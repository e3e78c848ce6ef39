use std::sync::Arc;

use zeroize::Zeroizing;

use super::{CertificateParser, SigningMaterial};
use crate::{
    actor::Actor,
    credential::{CredentialValue, CredentialVersion, CredentialVersionStore, name},
    error::{Result, ValidationError},
    permission::{PermissionOperation, PermissionService},
};

/// Looks up stored CAs on behalf of an actor.
///
/// A CA the actor cannot read is reported exactly like a missing one.
pub struct CaResolver {
    versions: Arc<CredentialVersionStore>,
    permissions: Arc<PermissionService>,
    parser: Arc<dyn CertificateParser>,
}

impl CaResolver {
    pub fn new(
        versions: Arc<CredentialVersionStore>,
        permissions: Arc<PermissionService>,
        parser: Arc<dyn CertificateParser>,
    ) -> Self {
        Self {
            versions,
            permissions,
            parser,
        }
    }

    /// The active version of `ca_name`, checked to be a well formed CA.
    fn active_ca(&self, actor: &Actor, ca_name: &str) -> Result<CredentialVersion> {
        let ca_name = name::normalize(ca_name)?;
        let not_found = || ValidationError::CaNotFound(ca_name.clone());

        if !self
            .permissions
            .has_permission(actor, &ca_name, PermissionOperation::Read)?
        {
            return Err(not_found().into());
        }
        let version = self.versions.find_active(&ca_name)?.ok_or_else(not_found)?;
        let Some(cert) = version.certificate() else {
            return Err(ValidationError::InvalidCa(ca_name).into());
        };

        let parsed = self
            .parser
            .parse(&cert.certificate)
            .map_err(|e| {
                log::warn!("stored CA {ca_name} does not parse: {e:#}");
                ValidationError::MalformedCaCertificate(ca_name.clone())
            })?;
        if !parsed.is_ca {
            return Err(ValidationError::InvalidCa(ca_name).into());
        }
        Ok(version)
    }

    /// Certificate and private key of `ca_name`, for signing.
    pub fn resolve(&self, actor: &Actor, ca_name: &str) -> Result<SigningMaterial> {
        let version = self.active_ca(actor, ca_name)?;
        let CredentialValue::Certificate(value) = self.versions.decrypt_value(&version)? else {
            return Err(ValidationError::InvalidCa(version.name).into());
        };
        let private_key = value
            .private_key
            .filter(|k| !k.is_empty())
            .ok_or_else(|| ValidationError::CaMissingPrivateKey(version.name.clone()))?;

        Ok(SigningMaterial {
            ca_name: version.name,
            certificate: value.certificate,
            private_key: Zeroizing::new(private_key),
        })
    }

    /// Just the certificate of `ca_name`, for validating imports.
    pub fn ca_certificate(&self, actor: &Actor, ca_name: &str) -> Result<(String, String)> {
        let version = self.active_ca(actor, ca_name)?;
        let certificate = version
            .certificate()
            .map(|c| c.certificate.clone())
            .unwrap_or_default();
        Ok((version.name, certificate))
    }
}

> **DIRECTIONS FOR THIS TASK**
The listing above is to be transcribed in full, with no line omitted.

> **EXERCISE OUTPUT**
repository e3e78c848ce6ef39
use std::sync::Arc;

use zeroize::Zeroizing;

use super::{CertificateParser, SigningMaterial};
use crate::{
    actor::Actor,
    credential::{CredentialValue, CredentialVersion, CredentialVersionStore, name},
    error::{Result, ValidationError},
    permission::{PermissionOperation, PermissionService},
};

/// Looks up stored CAs on behalf of an actor.
///
/// A CA the actor cannot read is reported exactly like a missing one.
pub struct CaResolver {
    versions: Arc<CredentialVersionStore>,
    permissions: Arc<PermissionService>,
    parser: Arc<dyn CertificateParser>,
}

impl CaResolver {
    pub fn new(
        versions: Arc<CredentialVersionStore>,
        permissions: Arc<PermissionService>,
        parser: Arc<dyn CertificateParser>,
    ) -> Self {
        Self {
            versions,
            permissions,
            parser,
        }
    }

    /// The active version of `ca_name`, checked to be a well formed CA.
    fn active_ca(&self, actor: &Actor, ca_name: &str) -> Result<CredentialVersion> {
        let ca_name = name::normalize(ca_name)?;
        let not_found = || ValidationError::CaNotFound(ca_name.clone());

        if !self
            .permissions
            .has_permission(actor, &ca_name, PermissionOperation::Read)?
        {
            return Err(not_found().into());
        }
        let version = self.versions.find_active(&ca_name)?.ok_or_else(not_found)?;
        let Some(cert) = version.certificate() else {
            return Err(ValidationError::InvalidCa(ca_name).into());
        };

        let parsed = self
            .parser
            .parse(&cert.certificate)
            .map_err(|e| {
                log::warn!("stored CA {ca_name} does not parse: {e:#}");
                ValidationError::MalformedCaCertificate(ca_name.clone())
            })?;
        if !parsed.is_ca {
            return Err(ValidationError::InvalidCa(ca_name).into());
        }
        Ok(version)
    }

    /// Certificate and private key of `ca_name`, for signing.
    pub fn resolve(&self, actor: &Actor, ca_name: &str) -> Result<SigningMaterial> {
        let version = self.active_ca(actor, ca_name)?;
        let CredentialValue::Certificate(value) = self.versions.decrypt_value(&version)? else {
            return Err(ValidationError::InvalidCa(version.name).into());
        };
        let private_key = value
            .private_key
            .filter(|k| !k.is_empty())
            .ok_or_else(|| ValidationError::CaMissingPrivateKey(version.name.clone()))?;

        Ok(SigningMaterial {
            ca_name: version.name,
            certificate: value.certificate,
            private_key: Zeroizing::new(private_key),
        })
    }

    /// Just the certificate of `ca_name`, for validating imports.
    pub fn ca_certificate(&self, actor: &Actor, ca_name: &str) -> Result<(String, String)> {
        let version = self.active_ca(actor, ca_name)?;
        let certificate = version
            .certificate()
            .map(|c| c.certificate.clone())
            .unwrap_or_default();
        Ok((version.name, certificate))
    }
}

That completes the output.